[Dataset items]
- - -

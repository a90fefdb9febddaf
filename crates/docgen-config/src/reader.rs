//! Line reader for the configuration format.
//!
//! Turns a file into a list of logical [`Line`]s:
//!
//! - blank lines and lines starting with `#` are skipped;
//! - a `#` starts a trailing comment unless escaped as `\#`;
//! - runs of whitespace collapse into a single space (`\ ` keeps a literal
//!   space, `\\` a literal backslash);
//! - a line starting with whitespace continues the previous entry;
//! - `source <path>` splices in the lines of another file.
//!
//! Line numbers are 1-based and refer to the physical line in the file the
//! entry was read from, so entries spliced in by `source` keep the name and
//! numbering of the sourced file.

use std::fs;
use std::path::{Path, PathBuf};

use crate::ConfigError;

/// Directive that includes another file.
const SOURCE_DIRECTIVE: &str = "source ";

/// A logical configuration entry.
#[derive(Debug, Clone, PartialEq, Eq)]
pub struct Line {
    /// File the entry was read from.
    pub file: PathBuf,
    /// 1-based number of the physical line that started the entry.
    pub number: usize,
    /// Normalized content; tokens are separated by single spaces.
    pub content: String,
}

impl Line {
    /// Split the content into tokens. The first token is the key.
    pub fn tokens(&self) -> Vec<&str> {
        self.content.split(' ').collect()
    }
}

/// Read and normalize a configuration file.
///
/// `source` directives are resolved eagerly. A file that (directly or
/// indirectly) sources itself fails with [`ConfigError::SourceCycle`].
///
/// # Errors
///
/// Returns [`ConfigError::File`] if this file or a sourced file can't be read,
/// and [`ConfigError::Format`] if a file starts with an indented line.
pub fn read_lines(path: &Path) -> Result<Vec<Line>, ConfigError> {
    let mut stack = Vec::new();
    read_file(path, &mut stack)
}

fn read_file(path: &Path, stack: &mut Vec<PathBuf>) -> Result<Vec<Line>, ConfigError> {
    let content = fs::read_to_string(path).map_err(|source| ConfigError::File {
        path: path.to_path_buf(),
        source,
    })?;

    let identity = fs::canonicalize(path).unwrap_or_else(|_| path.to_path_buf());
    if stack.contains(&identity) {
        let mut chain = stack.clone();
        chain.push(identity);
        return Err(ConfigError::SourceCycle { chain });
    }

    stack.push(identity);
    let lines = read_content(&content, path, stack);
    stack.pop();
    lines
}

fn read_content(
    content: &str,
    path: &Path,
    stack: &mut Vec<PathBuf>,
) -> Result<Vec<Line>, ConfigError> {
    let mut lines: Vec<Line> = Vec::new();
    // Continuations attach to the last entry of this file, which may be the
    // last entry spliced in by a `source` directive.
    let mut has_entry = false;

    for (index, raw) in content.lines().enumerate() {
        let number = index + 1;
        let is_continuation = raw.starts_with(char::is_whitespace);

        let trimmed = raw.trim();
        if trimmed.is_empty() || trimmed.starts_with('#') {
            continue;
        }

        let normalized = normalize(trimmed);
        if normalized.is_empty() {
            tracing::trace!(file = %path.display(), line = number, "Skipping empty line");
            continue;
        }

        if is_continuation {
            let previous = match lines.last_mut() {
                Some(previous) if has_entry => previous,
                _ => {
                    return Err(ConfigError::Format {
                        path: path.to_path_buf(),
                        line: number,
                    });
                }
            };
            previous.content.push(' ');
            previous.content.push_str(&normalized);
            continue;
        }

        has_entry = true;
        if let Some(target) = normalized.strip_prefix(SOURCE_DIRECTIVE) {
            tracing::debug!(
                file = %path.display(),
                line = number,
                source = target,
                "Including configuration file"
            );
            lines.extend(read_file(Path::new(target), stack)?);
        } else {
            lines.push(Line {
                file: path.to_path_buf(),
                number,
                content: normalized,
            });
        }
    }

    Ok(lines)
}

/// Remove the trailing comment and collapse whitespace of a trimmed line.
fn normalize(line: &str) -> String {
    collapse_whitespace(&strip_comment(line))
}

/// Truncate `line` at the first unescaped `#`.
///
/// `\#` produces a literal `#`; the escaping backslash is removed. Other
/// backslashes are left for [`collapse_whitespace`].
pub fn strip_comment(line: &str) -> String {
    let mut out = String::with_capacity(line.len());
    let mut chars = line.chars().peekable();

    while let Some(c) = chars.next() {
        match c {
            '\\' if chars.peek() == Some(&'#') => {
                out.push('#');
                chars.next();
            }
            '#' => break,
            _ => out.push(c),
        }
    }

    out
}

/// Collapse runs of whitespace into single spaces.
///
/// `\` followed by whitespace keeps that character literally and `\\` yields
/// one backslash; any other backslash is dropped. Leading and trailing
/// whitespace are removed.
pub fn collapse_whitespace(line: &str) -> String {
    let mut out = String::with_capacity(line.len());
    let mut chars = line.chars().peekable();
    let mut pending_space = false;

    while let Some(c) = chars.next() {
        if c == '\\' {
            match chars.peek().copied() {
                Some(next) if next == '\\' || next.is_whitespace() => {
                    chars.next();
                    push(&mut out, &mut pending_space, next);
                }
                _ => {}
            }
        } else if c.is_whitespace() {
            pending_space = true;
        } else {
            push(&mut out, &mut pending_space, c);
        }
    }

    out
}

/// Push `c`, emitting a single separating space first if one is pending.
fn push(out: &mut String, pending_space: &mut bool, c: char) {
    if *pending_space && !out.is_empty() {
        out.push(' ');
    }
    *pending_space = false;
    out.push(c);
}

#[cfg(test)]
mod tests {
    use std::io::Write;

    use pretty_assertions::assert_eq;
    use tempfile::{NamedTempFile, TempDir};

    use super::*;

    fn write_conf(content: &str) -> NamedTempFile {
        let mut file = NamedTempFile::new().unwrap();
        file.write_all(content.as_bytes()).unwrap();
        file
    }

    fn contents(lines: &[Line]) -> Vec<(usize, &str)> {
        lines
            .iter()
            .map(|l| (l.number, l.content.as_str()))
            .collect()
    }

    #[test]
    fn test_collapse_differing_spacing() {
        assert_eq!(collapse_whitespace("key value1   value2"), "key value1 value2");
        assert_eq!(collapse_whitespace("key  value1 value2"), "key value1 value2");
        assert_eq!(collapse_whitespace("key\tvalue1 \t value2"), "key value1 value2");
    }

    #[test]
    fn test_collapse_is_idempotent() {
        for line in [
            "key value",
            "key   a    b  c",
            "a\t\tb",
            "single",
            "trailing   ",
        ] {
            let once = collapse_whitespace(line);
            assert_eq!(collapse_whitespace(&once), once, "input: {line:?}");
        }
    }

    #[test]
    fn test_collapse_escapes() {
        assert_eq!(collapse_whitespace(r"a\\b"), r"a\b");
        assert_eq!(collapse_whitespace(r"a \ \ b"), "a   b");
        assert_eq!(collapse_whitespace(r"a\b"), "ab");
    }

    #[test]
    fn test_collapse_drops_trailing_whitespace() {
        assert_eq!(collapse_whitespace("key value  "), "key value");
    }

    #[test]
    fn test_strip_comment() {
        assert_eq!(strip_comment("key value # comment"), "key value ");
        assert_eq!(strip_comment("key value"), "key value");
        assert_eq!(strip_comment(r"key a \# b"), "key a # b");
        assert_eq!(strip_comment(r"key a \# b # c"), "key a # b ");
    }

    #[test]
    fn test_strip_comment_escaped_hash_at_start() {
        assert_eq!(strip_comment(r"\#key"), "#key");
        assert_eq!(strip_comment("#"), "");
    }

    #[test]
    fn test_escaped_comment_tokens() {
        let file = write_conf("key a \\# b\n");
        let lines = read_lines(file.path()).unwrap();
        assert_eq!(lines[0].tokens(), vec!["key", "a", "#", "b"]);
    }

    #[test]
    fn test_skips_blank_and_comment_lines() {
        let file = write_conf("# header\n\nkey value\n   # indented comment\nother x # trailing\n");
        let lines = read_lines(file.path()).unwrap();
        assert_eq!(contents(&lines), vec![(3, "key value"), (5, "other x")]);
    }

    #[test]
    fn test_continuation_line() {
        let file = write_conf("key value1\n  value2\n\tvalue3\nnext 1\n");
        let lines = read_lines(file.path()).unwrap();
        assert_eq!(
            contents(&lines),
            vec![(1, "key value1 value2 value3"), (4, "next 1")]
        );
        assert_eq!(lines[0].tokens(), vec!["key", "value1", "value2", "value3"]);
    }

    #[test]
    fn test_first_line_indented_fails() {
        let file = write_conf("  key value\n");
        let err = read_lines(file.path()).unwrap_err();
        assert!(
            matches!(err, ConfigError::Format { line: 1, .. }),
            "Expected ConfigError::Format, got {err:?}"
        );
    }

    #[test]
    fn test_first_entry_indented_after_comments_fails() {
        let file = write_conf("# comment\n\n  key value\n");
        let err = read_lines(file.path()).unwrap_err();
        assert!(matches!(err, ConfigError::Format { line: 3, .. }));
    }

    #[test]
    fn test_missing_file() {
        let dir = TempDir::new().unwrap();
        let path = dir.path().join("missing.conf");
        let err = read_lines(&path).unwrap_err();
        assert!(matches!(err, ConfigError::File { .. }));
        assert!(err.to_string().contains("missing.conf"));
    }

    #[test]
    fn test_source_splices_lines() {
        let dir = TempDir::new().unwrap();
        let other = dir.path().join("other.conf");
        fs::write(&other, "b 1\n\nc 2\n").unwrap();
        let main = dir.path().join("main.conf");
        fs::write(
            &main,
            format!("a 0\nsource {}\nd 3\n", other.display()),
        )
        .unwrap();

        let lines = read_lines(&main).unwrap();

        assert_eq!(
            contents(&lines),
            vec![(1, "a 0"), (1, "b 1"), (3, "c 2"), (3, "d 3")]
        );
        assert_eq!(lines[1].file, other);
        assert_eq!(lines[3].file, main);
    }

    #[test]
    fn test_continuation_after_source_extends_sourced_entry() {
        let dir = TempDir::new().unwrap();
        let other = dir.path().join("other.conf");
        fs::write(&other, "b 1\n").unwrap();
        let main = dir.path().join("main.conf");
        fs::write(&main, format!("source {}\n  2\n", other.display())).unwrap();

        let lines = read_lines(&main).unwrap();

        assert_eq!(contents(&lines), vec![(1, "b 1 2")]);
    }

    #[test]
    fn test_source_missing_file() {
        let dir = TempDir::new().unwrap();
        let main = dir.path().join("main.conf");
        fs::write(&main, "source /nonexistent/docgen/other.conf\n").unwrap();

        let err = read_lines(&main).unwrap_err();
        assert!(err.to_string().contains("/nonexistent/docgen/other.conf"));
    }

    #[test]
    fn test_source_cycle_detected() {
        let dir = TempDir::new().unwrap();
        let a = dir.path().join("a.conf");
        let b = dir.path().join("b.conf");
        fs::write(&a, format!("x 1\nsource {}\n", b.display())).unwrap();
        fs::write(&b, format!("source {}\n", a.display())).unwrap();

        let err = read_lines(&a).unwrap_err();

        match err {
            ConfigError::SourceCycle { chain } => assert_eq!(chain.len(), 3),
            other => panic!("Expected ConfigError::SourceCycle, got {other:?}"),
        }
    }

    #[test]
    fn test_same_file_sourced_twice_is_not_a_cycle() {
        let dir = TempDir::new().unwrap();
        let common = dir.path().join("common.conf");
        fs::write(&common, "x 1\n").unwrap();
        let main = dir.path().join("main.conf");
        fs::write(
            &main,
            format!("source {0}\nsource {0}\n", common.display()),
        )
        .unwrap();

        let lines = read_lines(&main).unwrap();
        assert_eq!(lines.len(), 2);
    }

    #[test]
    fn test_source_prefix_is_case_sensitive() {
        let file = write_conf("Source other.conf\nsources a\n");
        let lines = read_lines(file.path()).unwrap();
        assert_eq!(
            contents(&lines),
            vec![(1, "Source other.conf"), (2, "sources a")]
        );
    }

    #[test]
    fn test_crlf_line_endings() {
        let file = write_conf("key value\r\nother x\r\n");
        let lines = read_lines(file.path()).unwrap();
        assert_eq!(contents(&lines), vec![(1, "key value"), (2, "other x")]);
    }
}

- - -

→ **WHAT IS BEING ASKED**
The answer must be all the lines above that hold the word "from".

→ **RESPONSE TO THE TASK**
//! entry was read from, so entries spliced in by `source` keep the name and
    /// File the entry was read from.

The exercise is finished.